DOUGLAS BEAUMONT and REPATRIATION COMMISSION

Case

[2009] AATA 557

29 July 2009

No judgment structure available for this case.

Administrative Appeals Tribunal

DECISION AND REASONS FOR DECISION [2009] AATA 557

ADMINISTRATIVE APPEALS TRIBUNAL      )

)          No 2008/2944

VETERANS’ APPEALS DIVISION )
Re DOUGLAS BEAUMONT

Applicant

And

REPATRIATION COMMISSION

Respondent

DECISION

Tribunal Dr I  Alexander, Member

Date29 July 2009  

PlaceSydney

Decision The decision of the Veterans’ Review Board dated 21 May 2008 is set aside. I substitute the decision that Mr Beaumont satisfies the provisions of section 24 of the Veterans’ Entitlements Act 1986 and is entitled to disability pension at the special rate with effect from 23 March 2007.

.................[sgd].............................

Dr I Alexander

Member

CATCHWORDS

VETERANS’ ENTITLEMENTS – War pension – Military service in the RAAF – War-caused knee injury – Special Rate Disability Pension – Claim for disability pension rejected – Whether capable of undertaking remunerative work – Loss of earnings – Decision set aside and substituted

Relevant Act:

Veterans’ Entitlements Act 1986 – paragraphs 24(1)(a), (b) and (c), section 28, subsection 120(4)

Citations:

Re Forster and Repatriation Commission (1992) 28 ALD 450

Repatriation Commission v Hendy (2002) 76 ALD 47

REASONS FOR DECISION

29 July 2009 Dr I Alexander, Member    

1.      Mr Beaumont is a 53 year-old veteran who had been receiving a disability pension at 100% of the general rate.

2.      On 23 March 2007, he lodged an application for increase in his disability pension to special rate. His application was declined by the Repatriation Commission and his disability pension was continued at 100% of the general rate.

3.      On 21 May 2008, the Veterans’ Review Board (‘the VRB’) set aside the decision of the Repatriation Commission and granted temporary payment at special rate to operate from 27 September 2007 to 21 May 2009 (“the reviewable decision”).

4.      The VRB found that Mr Beaumont’s service related conditions in respect of his knees had precluded him from working but was not satisfied that the situation was permanent.

5.      In this application, Mr Beaumont seeks review of the decision of the VRB and claims that pursuant to the provisions of the Veterans’ Entitlements Act 1986 (“the VE Act“) he is entitled to a disability pension at special rate with effect from 23 March 2007.

6.      After considering all the evidence and for the reasons that follow, I have decided that Mr Beaumont is entitled to disability pension at the special rate with effect from 23 March 2007..

Issues

7. In deciding Mr Beaumont’s application pursuant to section 19 of the VE Act, I must assess whether, at some time during the assessment period, he satisfied the criteria set out in section 24 of the VE Act.

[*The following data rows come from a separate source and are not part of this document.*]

//! Persisted per-site state
//!
//! The monitor remembers whether each site was up and when it last alerted,
//! keyed by site name, in a JSON file that survives restarts. Writes go
//! through a temp file and rename so a crash mid-write cannot corrupt the
//! previous state.

use chrono::{DateTime, Utc};
use serde::{Deserialize, Serialize};
use std::collections::HashMap;
use std::path::PathBuf;
use tracing::{debug, warn};

/// State tracked for one site.
#[derive(Debug, Clone, Serialize, Deserialize)]
pub struct SiteState {
    /// Site name (the map key, repeated for log readability).
    pub name: String,

    /// Whether the last completed probe succeeded.
    pub last_known_up: bool,

    /// When the last down-alert for this site was sent.
    #[serde(skip_serializing_if = "Option::is_none")]
    pub last_alert_at: Option<DateTime<Utc>>,

    /// When the site was last seen up.
    #[serde(skip_serializing_if = "Option::is_none")]
    pub last_up_at: Option<DateTime<Utc>>,
}

impl SiteState {
    /// Initial state for a site never seen before. Sites start presumed up
    /// so the first probe of an already-down site raises an alert.
    pub fn new(name: impl Into<String>) -> Self {
        Self {
            name: name.into(),
            last_known_up: true,
            last_alert_at: None,
            last_up_at: None,
        }
    }
}

/// The on-disk state map, keyed by site name.
#[derive(Debug)]
pub struct StateFile {
    path: PathBuf,
    states: HashMap<String, SiteState>,
}

impl StateFile {
    /// Load state from `path`, starting empty when the file does not exist.
    ///
    /// An unreadable or corrupt state file is logged and discarded rather
    /// than aborting the monitor; alert history is worth less than uptime
    /// coverage.
    pub async fn load(path: impl Into<PathBuf>) -> Self {
        let path = path.into();
        let states = match tokio::fs::read_to_string(&path).await {
            Ok(raw) => match serde_json::from_str(&raw) {
                Ok(states) => states,
                Err(e) => {
                    warn!(path = %path.display(), error = %e, "Corrupt state file, starting fresh");
                    HashMap::new()
                }
            },
            Err(e) if e.kind() == std::io::ErrorKind::NotFound => HashMap::new(),
            Err(e) => {
                warn!(path = %path.display(), error = %e, "Cannot read state file, starting fresh");
                HashMap::new()
            }
        };

        debug!(path = %path.display(), sites = states.len(), "Loaded state");
        Self { path, states }
    }

    /// Get the state for a site, creating the initial state if absent.
    pub fn entry(&mut self, name: &str) -> &mut SiteState {
        self.states
            .entry(name.to_string())
            .or_insert_with(|| SiteState::new(name))
    }

    /// Read-only lookup.
    pub fn get(&self, name: &str) -> Option<&SiteState> {
        self.states.get(name)
    }

    /// Persist the state map atomically (write temp file, then rename).
    pub async fn save(&self) -> std::io::Result<()> {
        let json = serde_json::to_string_pretty(&self.states)
            .map_err(|e| std::io::Error::new(std::io::ErrorKind::InvalidData, e))?;

        let tmp = self.path.with_extension("json.tmp");
        tokio::fs::write(&tmp, json).await?;
        tokio::fs::rename(&tmp, &self.path).await?;

        debug!(path = %self.path.display(), "State persisted");
        Ok(())
    }
}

In doing so, in accordance with subsection 120(4), I must decide the matter to my “reasonable satisfaction”, that is, on the balance of probabilities.

8.      It is common ground that Mr Beaumont suffers disability from a number of accepted war-caused injuries or diseases which include internal derangement of the left knee, osteoarthritis of the left and right knee, lumbar spondylosis, otitis externa of both ears and otitis media of both ears.

9. In the course of the hearing, the Respondent conceded that Mr Beaumont satisfies paragraph 24(1)(a) of the VE Act in that the degree of incapacity from his war-caused conditions was at least 70%.

10. The issues presently before the Tribunal are whether Mr Beaumont satisfies the requirements of paragraphs 24(1)(b) and 24(1)(c) of the VE Act?

Does Mr Beaumont satisfy paragraph 24(1)(b) of the VE Act?

11. Paragraph 24(1)(b) of the VE Act stipulates that a veteran is totally and permanently incapacitated from war-caused conditions if his incapacity is of such a nature as, of itself alone, to render him incapable of undertaking remunerative work for periods aggregating more than 8 hours per week.

12.     Mr Beaumont claims that, as of the date of his application for an increase to the Special Rate on 23 March 2007, he has been incapable of undertaking remunerative work for more than 8 hours per week because of his war–caused conditions, particularly because of the osteoarthritis of both his knees.

13.      In oral evidence, Mr Beaumont stated that he had stopped working in 2005 because of continuing problems with his knees and lower back which prevented him from carrying out his duties as caretaker of a holiday unit complex.

Medical Evidence of Mr Doig:

14.     Mr Beaumont relied principally on the evidence of his treating orthopaedic surgeon, Mr Stephen Doig. Relevantly, on 8 August 2005, Mr Doig, in a written statement, stated:

“I have looked after this gentleman for a long time now. He has moderate degenerative changes in the right knee. I do not consider he will be able to do any lifting pushing pulling or carrying for the foreseeable future. He is not working at this stage because of his knees. He is looking at having a knee replacement in the middle future.”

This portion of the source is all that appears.